Klay, at Ridge Runner Distillery, is working on securing possible government assistance as he and staff members produce hand sanitizer. But while those details are being worked out, he’s tapping donations from a GoFundMe page to help pay staff members and continue production. The staff numbers five people, including Klay and his wife.

“I just don’t feel comfortable charging people,” he said. “That’s where the GoFundMe comes in.” People seeking the page can go to

Klay said the business is operating at a quarter of what it usually does, as it weathers the hit from COVID-19 that other small businesses are also enduring.

The sanitizer itself, Klay said, is made with about 80% neutral spirit, a high-proof alcohol. Much smaller amounts of hydrogen peroxide and glycerol also go into the mixture. Klay said the distillery follows World Health Organization standards in creating the sanitizer.

The glycerol, Klay noted, is tough to come by. The high-proof alcohol is also in high demand, but Klay said he’s able to make some of that at the distillery. He said he can make 30 to 40 gallons a week on his own.

Challenges to the production lie more with securing sufficient quantities of the alcohol and glycerol, Klay said, than with the process itself.

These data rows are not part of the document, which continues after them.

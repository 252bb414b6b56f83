//! Main application run loop

use std::future::Future;
use std::sync::Arc;

use tokio::task::JoinHandle;
use tokio_util::sync::CancellationToken;
use tokio_util::task::TaskTracker;
use tracing::{error, info};

use crate::app::options::{AppOptions, LifecycleOptions};
use crate::authn::{AccessTokenProvider, JwtVerifier, MetadataTokenProvider, StaticTokenProvider};
use crate::build::{CloudBuildClient, ImageBuilder, WaitOptions};
use crate::config::Settings;
use crate::deploy::{Orchestrator, OrchestratorOptions};
use crate::errors::DeployerError;
use crate::http::ApiClient;
use crate::server::serve::serve;
use crate::server::state::ServerState;
use crate::store::{FirestoreRecordStore, RecordStore};
use crate::target::{
    ApplyMode, BuildJobTarget, ClusterResolver, KubernetesTarget, OrchestrationTarget,
};

/// Run the deployer until `shutdown_signal` resolves
pub async fn run(
    options: AppOptions,
    shutdown_signal: impl Future<Output = ()> + Send + 'static,
) -> Result<(), DeployerError> {
    info!("Initializing agent deployer...");

    let cancel = CancellationToken::new();
    let mut shutdown_manager = ShutdownManager::new(cancel.clone(), options.lifecycle.clone());

    if let Err(e) = init(&options, cancel.clone(), &mut shutdown_manager).await {
        error!("Failed to start deployer: {}", e);
        shutdown_manager.shutdown().await?;
        return Err(e);
    }

    shutdown_signal.await;
    info!("Shutdown signal received, shutting down...");
    shutdown_manager.shutdown().await
}

// =============================== INITIALIZATION ================================== //

async fn init(
    options: &AppOptions,
    cancel: CancellationToken,
    shutdown_manager: &mut ShutdownManager,
) -> Result<(), DeployerError> {
    let settings = &options.settings;
    let orchestrator = Arc::new(init_orchestrator(settings, cancel.clone())?);

    let secret = settings.auth.jwt_secret.as_ref().ok_or_else(|| {
        DeployerError::ConfigError("token signing secret is not set".to_string())
    })?;
    let verifier = Arc::new(JwtVerifier::new(
        secret,
        settings.auth.issuer.as_deref(),
        settings.auth.audience.as_deref(),
    ));

    info!("Initializing HTTP server...");
    let state = Arc::new(ServerState::new(orchestrator, verifier, cancel.clone()));
    shutdown_manager.with_tasks(state.tasks.clone());

    let server_handle = serve(&options.server, state, cancel.cancelled_owned()).await?;
    shutdown_manager.with_server_handle(server_handle)?;
    Ok(())
}

fn init_token_provider(settings: &Settings) -> Result<Arc<dyn AccessTokenProvider>, DeployerError> {
    match &settings.gcp.access_token {
        Some(token) => {
            info!("Using the configured access token for cloud APIs");
            Ok(Arc::new(StaticTokenProvider::new(token.clone())))
        }
        None => {
            info!("Using the metadata server for cloud API tokens");
            Ok(Arc::new(MetadataTokenProvider::new(
                &settings.gcp.metadata_base_url,
            )?))
        }
    }
}

/// Wire the store, builder and target into an orchestrator
pub fn init_orchestrator(
    settings: &Settings,
    cancel: CancellationToken,
) -> Result<Orchestrator, DeployerError> {
    let tokens = init_token_provider(settings)?;

    let firestore = ApiClient::new("Firestore", &settings.gcp.firestore_base_url, tokens.clone())?;
    let store: Arc<dyn RecordStore> = Arc::new(FirestoreRecordStore::new(
        firestore,
        &settings.project_id,
        &settings.records.database,
        &settings.records.collection,
    ));

    let cloud_build =
        ApiClient::new("Cloud Build", &settings.gcp.cloud_build_base_url, tokens.clone())?;
    let builder: Arc<dyn ImageBuilder> =
        Arc::new(CloudBuildClient::new(cloud_build, &settings.project_id));

    let target: Arc<dyn OrchestrationTarget> = match settings.cluster.apply_mode {
        ApplyMode::Direct => {
            let container = ApiClient::new("GKE", &settings.gcp.container_base_url, tokens.clone())?;
            let resolver =
                ClusterResolver::from_settings(&settings.cluster, &settings.project_id, container)?;
            Arc::new(KubernetesTarget::new(
                resolver,
                tokens,
                &settings.cluster.field_manager,
            ))
        }
        ApplyMode::BuildJob => Arc::new(BuildJobTarget::new(
            builder.clone(),
            &settings.cluster,
            WaitOptions::from(&settings.build),
            cancel,
        )),
    };
    info!(
        "Workloads are applied to {}/{} ({:?})",
        settings.cluster.name, settings.cluster.namespace, settings.cluster.apply_mode
    );

    Ok(Orchestrator::new(
        store,
        builder,
        target,
        OrchestratorOptions::from_settings(settings),
    ))
}

// ================================= SHUTDOWN ===================================== //

struct ShutdownManager {
    cancel: CancellationToken,
    lifecycle_options: LifecycleOptions,
    server_handle: Option<JoinHandle<Result<(), DeployerError>>>,
    tasks: Option<TaskTracker>,
}

impl ShutdownManager {
    pub fn new(cancel: CancellationToken, lifecycle_options: LifecycleOptions) -> Self {
        Self {
            cancel,
            lifecycle_options,
            server_handle: None,
            tasks: None,
        }
    }

    pub fn with_server_handle(
        &mut self,
        handle: JoinHandle<Result<(), DeployerError>>,
    ) -> Result<(), DeployerError> {
        if self.server_handle.is_some() {
            return Err(DeployerError::ShutdownError("server_handle already set".to_string()));
        }
        self.server_handle = Some(handle);
        Ok(())
    }

    pub fn with_tasks(&mut self, tasks: TaskTracker) {
        self.tasks = Some(tasks);
    }

    pub async fn shutdown(&mut self) -> Result<(), DeployerError> {
        // Stops the server and every in-flight deployment
        self.cancel.cancel();

        match tokio::time::timeout(
            self.lifecycle_options.max_shutdown_delay,
            self.shutdown_impl(),
        )
        .await
        {
            Ok(result) => result,
            Err(_) => {
                error!(
                    "Shutdown timed out after {:?}",
                    self.lifecycle_options.max_shutdown_delay
                );
                Err(DeployerError::ShutdownError(format!(
                    "timed out after {:?}",
                    self.lifecycle_options.max_shutdown_delay
                )))
            }
        }
    }

    async fn shutdown_impl(&mut self) -> Result<(), DeployerError> {
        info!("Shutting down agent deployer...");

        // 1. In-flight deployments record their failure
        if let Some(tasks) = self.tasks.take() {
            tasks.close();
            tasks.wait().await;
        }

        // 2. Server
        if let Some(handle) = self.server_handle.take() {
            handle
                .await
                .map_err(|e| DeployerError::ShutdownError(e.to_string()))??;
        }

        info!("Shutdown complete");
        Ok(())
    }
}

“It’s no more complicated of a process than making any of our flavors,” he said.

Klay said Ridge Runner Distillery has given away about 50 gallons of hand sanitizer so far, and he was working on orders that would soon double that total. He stressed that hospitals and first responders in the geographic area take first priority, and he encouraged people in other areas to reach out to other nearby distilleries for hand sanitizer. He said distilleries throughout the state were engaging in this kind of production.

Klay noted that his father, Dr. John Klay, understands deeply the feeling of helping people in urgent need. John Klay is a cardiothoracic vascular surgeon in Wheeling, West Virginia, his son explained. That feeling of delivering urgent help is something Christian Klay shares more and more with his father these days.

“I feel like I might have tasted a teeny percentage,” Christian Klay said, “of the kind of satisfaction he gets when he does a successful operation.”